I never stole from a mate in Kinlochleven, for it gave me no pleasure to thieve from those who were as poor as myself; but several of my mates had no compunction in relieving me of my necessaries. My three and sixpenny keyless watch was taken from my breast pocket one night when I was asleep, and my only belt disappeared mysteriously a week later. No man in the place save Moleskin Joe ever wore braces. I had only one shirt in my possession, but there were many people in the place who never had a shirt on their backs. Sometimes when the weather was good I washed my shirt, and I lost three, one after the other, when I hung them out to dry. I did not mind that very much, knowing well that it only passed to one of my mates, who maybe needed it more than I did.
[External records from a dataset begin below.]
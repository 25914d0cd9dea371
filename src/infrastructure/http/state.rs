//! Application State
//!
//! 包含所有 Command/Query Handlers 的应用状态

use std::sync::Arc;

use crate::application::{
    // Command handlers
    ConfigureEndpointHandler, ResetProcessingHandler, RunProcessingHandler,
    // Query handlers
    CheckDetectionHealthHandler, GetEndpointHandler, GetProcessingStateHandler,
    // Ports
    JobClientFactoryPort, ProcessingControllerPort,
};
use crate::infrastructure::events::EventPublisher;

/// 应用状态
pub struct AppState {
    // ========== Ports ==========
    pub controller: Arc<dyn ProcessingControllerPort>,
    pub event_publisher: Arc<EventPublisher>,

    // ========== Command Handlers ==========
    pub run_processing_handler: RunProcessingHandler,
    pub reset_processing_handler: ResetProcessingHandler,
    pub configure_endpoint_handler: ConfigureEndpointHandler,

    // ========== Query Handlers ==========
    pub get_processing_state_handler: GetProcessingStateHandler,
    pub get_endpoint_handler: GetEndpointHandler,
    pub check_detection_health_handler: CheckDetectionHealthHandler,
}

impl AppState {
    /// 创建应用状态
    pub fn new(
        controller: Arc<dyn ProcessingControllerPort>,
        client_factory: Arc<dyn JobClientFactoryPort>,
        event_publisher: Arc<EventPublisher>,
    ) -> Self {
        Self {
            // Ports
            controller: controller.clone(),
            event_publisher,

            // Command handlers
            run_processing_handler: RunProcessingHandler::new(controller.clone()),
            reset_processing_handler: ResetProcessingHandler::new(controller.clone()),
            configure_endpoint_handler: ConfigureEndpointHandler::new(controller.clone()),

            // Query handlers
            get_processing_state_handler: GetProcessingStateHandler::new(controller.clone()),
            get_endpoint_handler: GetEndpointHandler::new(controller.clone()),
            check_detection_health_handler: CheckDetectionHealthHandler::new(
                controller,
                client_factory,
            ),
        }
    }
}
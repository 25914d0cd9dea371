//! Processing Commands - 任务生命周期命令

use serde::Serialize;

use crate::application::ports::TaskOptions;
use crate::domain::processing::ExecutionMode;

/// 开始处理任务命令
#[derive(Debug, Clone, Default)]
pub struct RunProcessingCommand {
    /// `None` 时使用配置中的默认任务选项
    pub options: Option<TaskOptions>,
}

/// 开始处理任务响应
#[derive(Debug, Clone, PartialEq, Serialize)]
pub struct RunProcessingResponse {
    pub accepted: bool,
    pub mode: ExecutionMode,
    #[serde(skip_serializing_if = "Option::is_none")]
    pub reason: Option<String>,
}

/// 重置处理状态命令
#[derive(Debug, Clone, Default)]
pub struct ResetProcessingCommand;

/// 修改检测服务端点命令
///
/// 字段为 `None` 时保持不变；`url` 为空字符串表示清除端点
#[derive(Debug, Clone, Default)]
pub struct ConfigureEndpointCommand {
    pub url: Option<String>,
    pub force_mock: Option<bool>,
}
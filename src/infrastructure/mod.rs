//! Infrastructure Layer - 基础设施层
//!
//! 提供所有端口的具体实现

pub mod adapters;
pub mod events;
pub mod http;
pub mod worker;

pub use events::EventPublisher;
pub use worker::{ProcessingController, ProcessingControllerConfig};
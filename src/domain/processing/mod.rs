//! Processing Context - 处理任务限界上下文
//!
//! 职责:
//! - 任务生命周期状态机（idle → running → done | error）
//! - 五步展示流水线及其状态推导
//! - 执行模式与检测服务端点

mod aggregate;
mod entities;
mod errors;
mod value_objects;

pub use aggregate::{step_boundary, ProcessingSnapshot, ProcessingState, StatusUpdate, Transition};
pub use entities::{ProcessingStep, PIPELINE_STEPS};
pub use errors::ProcessingError;
pub use value_objects::{
    ApiBaseUrl, CacheDomain, ExecutionMode, JobId, JobStatus, ProcessingPhase, StepStatus,
};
If I saw one of my missing shirts afterwards I took it from the man who wore it, and if he refused to give it to me, knocked him down and took it by force. Afterwards we bore one another no ill-will. Stealing is rife in shack, on road, and in model, but I have never known one of my kind to have given up a mate to the police. That is one dishonourable crime which no navvy will excuse.
As the days went on, I became more careless of myself, and I seldom washed. I became like my mates, like Moleskin, who was so fit and healthy, and who never washed from one year's end to another. Often in his old tin-pot way he remarked that a man could often be better than his surroundings, but never cleaner. "A dirty man's the only man who washes," he often said. When we went to bed at night we hid our clothes under the pillows, and sometimes they were gone in the morning. In the bunk beneath ours slept an Irishman named Ward, and to prevent them passing into the hands of thieves he wore all his clothes when under the blankets. But nevertheless, his boots were unlaced and stolen one night when he was asleep and drunk.
One favourite amusement of ours was the looting of provisions as they came up on the wires to the stores on the mountains. Day and night the hampers of bread and casks of beer were passing over our heads suspended in midair on the glistening metal strings. Sometimes the weighty barrels and cases dragged the wires downwards until their burdens rested on the shoulder of some uprising knoll. By night we sallied forth and looted all the provisions on which we could lay our hands. We rifled barrels and cases, took possession of bread, bacon, tea, and sugar, and filled our stomachs cheaply for days afterwards. The tops of fallen casks we staved in, and using our hands as cups drank of the contents until we could hold no more. Sometimes men were sent out to watch the hillocks and see that no one looted the grub and drink. These men were paid double for their work. They deserved double pay, for of their own accord they tilted the barrels and cases from their rests and kept them under their charge until we arrived. Then they helped us to dispose of the contents. Usually the watcher lay dead drunk beside his post in the morning. Of course he got his double pay.